Data records:
use lambda_http::{run, tracing, Error};

use prefbot::{routes, state::AppState};

#[tokio::main]
async fn main() -> Result<(), Error> {
    tracing::init_default_subscriber();

    let state = AppState::from_env()?;

    run(routes::router(state)).await
}
use axum::{body::Bytes, extract::State, http::HeaderMap, http::StatusCode};

use crate::{
    error::BotError,
    line::{
        event::{EventAction, InboundEvent, WebhookBody},
        message::ReplyMessage,
        signature, SIGNATURE_HEADER,
    },
    prefecture::{self, Prefecture},
    reply,
    state::AppState,
    stats::{self, PrefectureStats, StatsSource},
};

/// LINE webhook callback.
///
/// Rejects the delivery when the signature does not verify. Once it does,
/// every event is handled in order and the caller always gets `200 OK`;
/// per-event failures are only logged.
pub async fn handler(
    State(state): State<AppState>,
    headers: HeaderMap,
    body: Bytes,
) -> Result<StatusCode, BotError> {
    let header = headers
        .get(SIGNATURE_HEADER)
        .and_then(|value| value.to_str().ok());

    if let Err(error) = signature::verify(&state.channel_secret, &body, header) {
        tracing::warn!(error = %error, "Rejected webhook delivery");
        return Err(error);
    }

    let payload: WebhookBody = serde_json::from_slice(&body)
        .map_err(|e| BotError::BadRequest(format!("invalid webhook body: {e}")))?;

    tracing::debug!(events = payload.events.len(), "Processing webhook delivery");

    for event in &payload.events {
        if let Err(error) = handle_event(&state, event).await {
            tracing::warn!(
                error = %error,
                event_type = %event.event_type,
                "Failed to handle webhook event"
            );
        }
    }

    Ok(StatusCode::OK)
}

async fn handle_event(state: &AppState, event: &InboundEvent) -> Result<(), BotError> {
    let (reply_token, message) = match event.action() {
        EventAction::Ignore => return Ok(()),
        EventAction::OtherMessage { reply_token } => (reply_token, reply::prompt()),
        EventAction::Text { reply_token, text } => (reply_token, resolve_text(state, text).await),
    };

    tracing::debug!(summary = %message.summary(), "Sending reply");
    state.replies.reply(reply_token, &[message]).await
}

/// Turn a user's text into the reply to send. Unknown input, a failed fetch
/// and a missing record all fall back to the prompt.
async fn resolve_text(state: &AppState, text: &str) -> ReplyMessage {
    let Some(prefecture) = prefecture::lookup(text) else {
        return reply::prompt();
    };

    match lookup_stats(state.stats.as_ref(), prefecture).await {
        Ok(stats) => reply::stats_reply(state.reply_format, &stats),
        Err(error) => {
            tracing::warn!(
                error = %error,
                prefecture = prefecture.name,
                "Statistics lookup failed"
            );
            reply::prompt()
        }
    }
}

async fn lookup_stats(
    source: &dyn StatsSource,
    prefecture: &Prefecture,
) -> Result<PrefectureStats, BotError> {
    let records = source.fetch().await?;
    stats::find_prefecture(&records, prefecture).ok_or_else(|| {
        BotError::Upstream(format!("no statistics record for {}", prefecture.api_name))
    })
}
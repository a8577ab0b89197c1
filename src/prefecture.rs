/// A prefecture accepted as chat input.
///
/// `name` is what users type, `api_name` is the `name_ja` used by the
/// statistics API.
#[derive(Clone, Copy, Debug, PartialEq, Eq)]
pub struct Prefecture {
    pub name: &'static str,
    pub api_name: &'static str,
}

const fn pref(name: &'static str, api_name: &'static str) -> Prefecture {
    Prefecture { name, api_name }
}

/// All 47 prefectures, in JIS code order.
pub const PREFECTURES: [Prefecture; 47] = [
    pref("北海道", "北海道"),
    pref("青森県", "青森"),
    pref("岩手県", "岩手"),
    pref("宮城県", "宮城"),
    pref("秋田県", "秋田"),
    pref("山形県", "山形"),
    pref("福島県", "福島"),
    pref("茨城県", "茨城"),
    pref("栃木県", "栃木"),
    pref("群馬県", "群馬"),
    pref("埼玉県", "埼玉"),
    pref("千葉県", "千葉"),
    pref("東京都", "東京"),
    pref("神奈川県", "神奈川"),
    pref("新潟県", "新潟"),
    pref("富山県", "富山"),
    pref("石川県", "石川"),
    pref("福井県", "福井"),
    pref("山梨県", "山梨"),
    pref("長野県", "長野"),
    pref("岐阜県", "岐阜"),
    pref("静岡県", "静岡"),
    pref("愛知県", "愛知"),
    pref("三重県", "三重"),
    pref("滋賀県", "滋賀"),
    pref("京都府", "京都"),
    pref("大阪府", "大阪"),
    pref("兵庫県", "兵庫"),
    pref("奈良県", "奈良"),
    pref("和歌山県", "和歌山"),
    pref("鳥取県", "鳥取"),
    pref("島根県", "島根"),
    pref("岡山県", "岡山"),
    pref("広島県", "広島"),
    pref("山口県", "山口"),
    pref("徳島県", "徳島"),
    pref("香川県", "香川"),
    pref("愛媛県", "愛媛"),
    pref("高知県", "高知"),
    pref("福岡県", "福岡"),
    pref("佐賀県", "佐賀"),
    pref("長崎県", "長崎"),
    pref("熊本県", "熊本"),
    pref("大分県", "大分"),
    pref("宮崎県", "宮崎"),
    pref("鹿児島県", "鹿児島"),
    pref("沖縄県", "沖縄"),
];

/// Look up a prefecture by the text a user sent. Surrounding whitespace is
/// ignored, everything else must match exactly.
pub fn lookup(input: &str) -> Option<&'static Prefecture> {
    let input = input.trim();
    PREFECTURES.iter().find(|p| p.name == input)
}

ACTIVITY: Write out all of the records above exactly as they appear.

ANSWER BOX:
use lambda_http::{run, tracing, Error};

use prefbot::{routes, state::AppState};

#[tokio::main]
async fn main() -> Result<(), Error> {
    tracing::init_default_subscriber();

    let state = AppState::from_env()?;

    run(routes::router(state)).await
}
use axum::{body::Bytes, extract::State, http::HeaderMap, http::StatusCode};

use crate::{
    error::BotError,
    line::{
        event::{EventAction, InboundEvent, WebhookBody},
        message::ReplyMessage,
        signature, SIGNATURE_HEADER,
    },
    prefecture::{self, Prefecture},
    reply,
    state::AppState,
    stats::{self, PrefectureStats, StatsSource},
};

/// LINE webhook callback.
///
/// Rejects the delivery when the signature does not verify. Once it does,
/// every event is handled in order and the caller always gets `200 OK`;
/// per-event failures are only logged.
pub async fn handler(
    State(state): State<AppState>,
    headers: HeaderMap,
    body: Bytes,
) -> Result<StatusCode, BotError> {
    let header = headers
        .get(SIGNATURE_HEADER)
        .and_then(|value| value.to_str().ok());

    if let Err(error) = signature::verify(&state.channel_secret, &body, header) {
        tracing::warn!(error = %error, "Rejected webhook delivery");
        return Err(error);
    }

    let payload: WebhookBody = serde_json::from_slice(&body)
        .map_err(|e| BotError::BadRequest(format!("invalid webhook body: {e}")))?;

    tracing::debug!(events = payload.events.len(), "Processing webhook delivery");

    for event in &payload.events {
        if let Err(error) = handle_event(&state, event).await {
            tracing::warn!(
                error = %error,
                event_type = %event.event_type,
                "Failed to handle webhook event"
            );
        }
    }

    Ok(StatusCode::OK)
}

async fn handle_event(state: &AppState, event: &InboundEvent) -> Result<(), BotError> {
    let (reply_token, message) = match event.action() {
        EventAction::Ignore => return Ok(()),
        EventAction::OtherMessage { reply_token } => (reply_token, reply::prompt()),
        EventAction::Text { reply_token, text } => (reply_token, resolve_text(state, text).await),
    };

    tracing::debug!(summary = %message.summary(), "Sending reply");
    state.replies.reply(reply_token, &[message]).await
}

/// Turn a user's text into the reply to send. Unknown input, a failed fetch
/// and a missing record all fall back to the prompt.
async fn resolve_text(state: &AppState, text: &str) -> ReplyMessage {
    let Some(prefecture) = prefecture::lookup(text) else {
        return reply::prompt();
    };

    match lookup_stats(state.stats.as_ref(), prefecture).await {
        Ok(stats) => reply::stats_reply(state.reply_format, &stats),
        Err(error) => {
            tracing::warn!(
                error = %error,
                prefecture = prefecture.name,
                "Statistics lookup failed"
            );
            reply::prompt()
        }
    }
}

async fn lookup_stats(
    source: &dyn StatsSource,
    prefecture: &Prefecture,
) -> Result<PrefectureStats, BotError> {
    let records = source.fetch().await?;
    stats::find_prefecture(&records, prefecture).ok_or_else(|| {
        BotError::Upstream(format!("no statistics record for {}", prefecture.api_name))
    })
}
repository a8577ab0b89197c1
filename src/prefecture.rs
/// A prefecture accepted as chat input.
///
/// `name` is what users type, `api_name` is the `name_ja` used by the
/// statistics API.
#[derive(Clone, Copy, Debug, PartialEq, Eq)]
pub struct Prefecture {
    pub name: &'static str,
    pub api_name: &'static str,
}

const fn pref(name: &'static str, api_name: &'static str) -> Prefecture {
    Prefecture { name, api_name }
}

/// All 47 prefectures, in JIS code order.
pub const PREFECTURES: [Prefecture; 47] = [
    pref("北海道", "北海道"),
    pref("青森県", "青森"),
    pref("岩手県", "岩手"),
    pref("宮城県", "宮城"),
    pref("秋田県", "秋田"),
    pref("山形県", "山形"),
    pref("福島県", "福島"),
    pref("茨城県", "茨城"),
    pref("栃木県", "栃木"),
    pref("群馬県", "群馬"),
    pref("埼玉県", "埼玉"),
    pref("千葉県", "千葉"),
    pref("東京都", "東京"),
    pref("神奈川県", "神奈川"),
    pref("新潟県", "新潟"),
    pref("富山県", "富山"),
    pref("石川県", "石川"),
    pref("福井県", "福井"),
    pref("山梨県", "山梨"),
    pref("長野県", "長野"),
    pref("岐阜県", "岐阜"),
    pref("静岡県", "静岡"),
    pref("愛知県", "愛知"),
    pref("三重県", "三重"),
    pref("滋賀県", "滋賀"),
    pref("京都府", "京都"),
    pref("大阪府", "大阪"),
    pref("兵庫県", "兵庫"),
    pref("奈良県", "奈良"),
    pref("和歌山県", "和歌山"),
    pref("鳥取県", "鳥取"),
    pref("島根県", "島根"),
    pref("岡山県", "岡山"),
    pref("広島県", "広島"),
    pref("山口県", "山口"),
    pref("徳島県", "徳島"),
    pref("香川県", "香川"),
    pref("愛媛県", "愛媛"),
    pref("高知県", "高知"),
    pref("福岡県", "福岡"),
    pref("佐賀県", "佐賀"),
    pref("長崎県", "長崎"),
    pref("熊本県", "熊本"),
    pref("大分県", "大分"),
    pref("宮崎県", "宮崎"),
    pref("鹿児島県", "鹿児島"),
    pref("沖縄県", "沖縄"),
];

/// Look up a prefecture by the text a user sent. Surrounding whitespace is
/// ignored, everything else must match exactly.
pub fn lookup(input: &str) -> Option<&'static Prefecture> {
    let input = input.trim();
    PREFECTURES.iter().find(|p| p.name == input)
}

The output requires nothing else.